I ran that code, and it created the file just fine. Can you send me the wav you're using? I think your input wav is a bit broken, and encodec can't load it.

Again, this issue is not really related to my repository here. But it's probably your wav file.

NickAnastasoff commented 1 year ago

Sorry for the wait!

I put my code into a jupyter notebook, and I still got the same problem! Ill link that, and my audio.wav is in it.

Thanks so much for your time!

VoiceCloning Google Colab

gitmylo commented 1 year ago

You can't upload an audio file like that to google colab, since it's storage is not persistent.

Check if you can clone the file in here

NickAnastasoff commented 1 year ago

I found the problem! You were right! I shortened my wav to under 10 seconds, and its working, thank you so much! btw, It might be helpful for others if you put that google colab I had above in the readme https://colab.research.google.com/drive/1IA3c_R859nANerMARazCSrjc2UD3ws8A?usp=sharing

gitmylo commented 1 year ago

Oh, actually, i noticed this today.

codes = torch.cat([encoded[0] for encoded in encoded_frames], dim=-1) # [B, n_q, T]

should be

codes = torch.cat([encoded[0] for encoded in encoded_frames], dim=-1).squeeze() # [B, n_q, T]
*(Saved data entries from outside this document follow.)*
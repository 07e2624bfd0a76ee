use serde::{Deserialize, Serialize};
use serde_json::Value;
use time::format_description::well_known::Rfc3339;
use time::OffsetDateTime;

/// Type d'événement réservé au log de connexion (best-effort à l'accept).
pub const CONNECT_EVENT_TYPE: i64 = 0;

/// Identifiant utilisé quand la trame ne porte pas de pId exploitable.
pub const UNKNOWN_DEVICE: &str = "unknown";

/// Événement accepté, écrit une seule fois dans le sink (insert-only).
/// raw_data garde la trame décodée complète en guise de backup d'audit.
#[derive(Debug, Clone, Serialize, Deserialize)]
pub struct Event {
    pub event_type: i64,
    pub device_id: String,
    pub client_ip: String,
    pub raw_data: Value,
    pub created_at: String, // RFC3339
}

impl Event {
    /// Construit un événement depuis une trame décodée, avec extraction
    /// typée des champs : pId -> device_id ("unknown" si absent/vide),
    /// type -> event_type (0 si absent ou non entier).
    pub fn from_frame(frame: &Value, client_ip: &str) -> Self {
        Self {
            event_type: frame_event_type(frame),
            device_id: frame_device_id(frame).unwrap_or_else(|| UNKNOWN_DEVICE.to_string()),
            client_ip: client_ip.to_string(),
            raw_data: frame.clone(),
            created_at: now_rfc3339(),
        }
    }
}

/// Extrait le pId de la trame ; None si absent ou chaîne vide.
pub fn frame_device_id(frame: &Value) -> Option<String> {
    frame
        .get("pId")
        .and_then(Value::as_str)
        .filter(|s| !s.is_empty())
        .map(str::to_string)
}

/// Extrait le code type de la trame ; 0 (non classé) si absent ou non entier.
pub fn frame_event_type(frame: &Value) -> i64 {
    frame.get("type").and_then(Value::as_i64).unwrap_or(0)
}

pub fn now_rfc3339() -> String {
    OffsetDateTime::now_utc().format(&Rfc3339).unwrap_or_default()
}

/// Notification externe de commande (feed MQTT ou API REST).
/// command_data est une chaîne, éventuellement elle-même du JSON.
#[derive(Debug, Clone, Serialize, Deserialize)]
pub struct CommandNotification {
    pub device_id: String,
    pub command_data: String,
}

/// Acquittement renvoyé à l'appareil après chaque trame extraite avec succès.
pub fn ack_line(ts_epoch_secs: i64) -> String {
    let mut line = serde_json::json!({ "status": "ok", "ts": ts_epoch_secs }).to_string();
    line.push('\n');
    line
}

/// Trame de commande poussée sur la connexion d'un appareil encore ouvert.
pub fn command_line(data: &Value) -> String {
    let mut line = serde_json::json!({ "type": "command", "data": data }).to_string();
    line.push('\n');
    line
}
NickAnastasoff commented 1 year ago

That makes sense! The code I write is usually the problem 🤣

Thanks so much!

gitmylo commented 1 year ago

That makes sense! The code I write is usually the problem 🤣

Thanks so much!

That was actually something i was missing in the old version, plus the encodec example doesn't have it. So that's on me.
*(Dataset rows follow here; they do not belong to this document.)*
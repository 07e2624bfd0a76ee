/**
 * EVENT SINK - Interface de persistance insert-only des événements
 *
 * RÔLE :
 * Le store durable est un collaborateur externe ; la passerelle ne connaît
 * que insert(). L'implémentation par défaut est un fichier JSONL append-only
 * sous ./data (un événement par ligne, jamais de mutation).
 *
 * FONCTIONNEMENT :
 * - trait EventSink (async) : les échecs remontent à l'appelant immédiat qui
 *   loggue et continue, aucune erreur de sink n'est fatale au process
 * - JsonlEventSink : OpenOptions append via tokio::fs, sérialisé par un
 *   Mutex tokio pour garder une ligne par insert
 */

use crate::models::Event;
use async_trait::async_trait;
use std::path::PathBuf;
use std::sync::Arc;
use tokio::io::AsyncWriteExt;

#[derive(Debug, thiserror::Error)]
pub enum SinkError {
    #[error("serialization error: {0}")]
    Serialization(#[from] serde_json::Error),
    #[error("io error: {0}")]
    Io(#[from] std::io::Error),
}

#[async_trait]
pub trait EventSink: Send + Sync {
    /// Insère un enregistrement, une fois, sans mise à jour possible.
    async fn insert(&self, event: &Event) -> Result<(), SinkError>;
}

pub type SharedSink = Arc<dyn EventSink>;

/// Sink fichier JSONL : un événement sérialisé par ligne, append-only.
pub struct JsonlEventSink {
    path: PathBuf,
    write_lock: tokio::sync::Mutex<()>,
}

impl JsonlEventSink {
    pub fn new(path: impl Into<PathBuf>) -> Self {
        Self {
            path: path.into(),
            write_lock: tokio::sync::Mutex::new(()),
        }
    }
}

#[async_trait]
impl EventSink for JsonlEventSink {
    async fn insert(&self, event: &Event) -> Result<(), SinkError> {
        let mut line = serde_json::to_string(event)?;
        line.push('\n');

        let _guard = self.write_lock.lock().await;
        let mut file = tokio::fs::OpenOptions::new()
            .create(true)
            .append(true)
            .open(&self.path)
            .await?;
        file.write_all(line.as_bytes()).await?;
        file.flush().await?;
        Ok(())
    }
}

/// Sink mémoire pour les tests : enregistre les inserts pour assertions.
#[cfg(test)]
pub struct MemoryEventSink {
    events: parking_lot::Mutex<Vec<Event>>,
}

#[cfg(test)]
impl MemoryEventSink {
    pub fn new() -> Arc<Self> {
        Arc::new(Self {
            events: parking_lot::Mutex::new(Vec::new()),
        })
    }

    pub fn events(&self) -> Vec<Event> {
        self.events.lock().clone()
    }

    pub fn count(&self) -> usize {
        self.events.lock().len()
    }
}

#[cfg(test)]
#[async_trait]
impl EventSink for MemoryEventSink {
    async fn insert(&self, event: &Event) -> Result<(), SinkError> {
        self.events.lock().push(event.clone());
        Ok(())
    }
}

/// Sink qui échoue toujours : vérifie que l'ack part malgré l'insert raté.
#[cfg(test)]
pub struct FailingEventSink;

#[cfg(test)]
#[async_trait]
impl EventSink for FailingEventSink {
    async fn insert(&self, _event: &Event) -> Result<(), SinkError> {
        Err(SinkError::Io(std::io::Error::other("store unavailable")))
    }
}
NickAnastasoff commented 1 year ago

For anyone trying to find an answer - codes = torch.cat([encoded[0] for encoded in encoded_frames], dim=-1) # [B, n_q, T]

should be

codes = torch.cat([encoded[0] for encoded in encoded_frames], dim=-1).squeeze() # [B, n_q, T]

And shorten audio file to under 10 seconds

gitmylo commented 1 year ago

You don't need to shorten the audio, but it's recommended to shorten it to 15 or 20 seconds, going beyond 15 seconds will result in less audio for it to clone from.

make sure you take the audio from the end, not the start.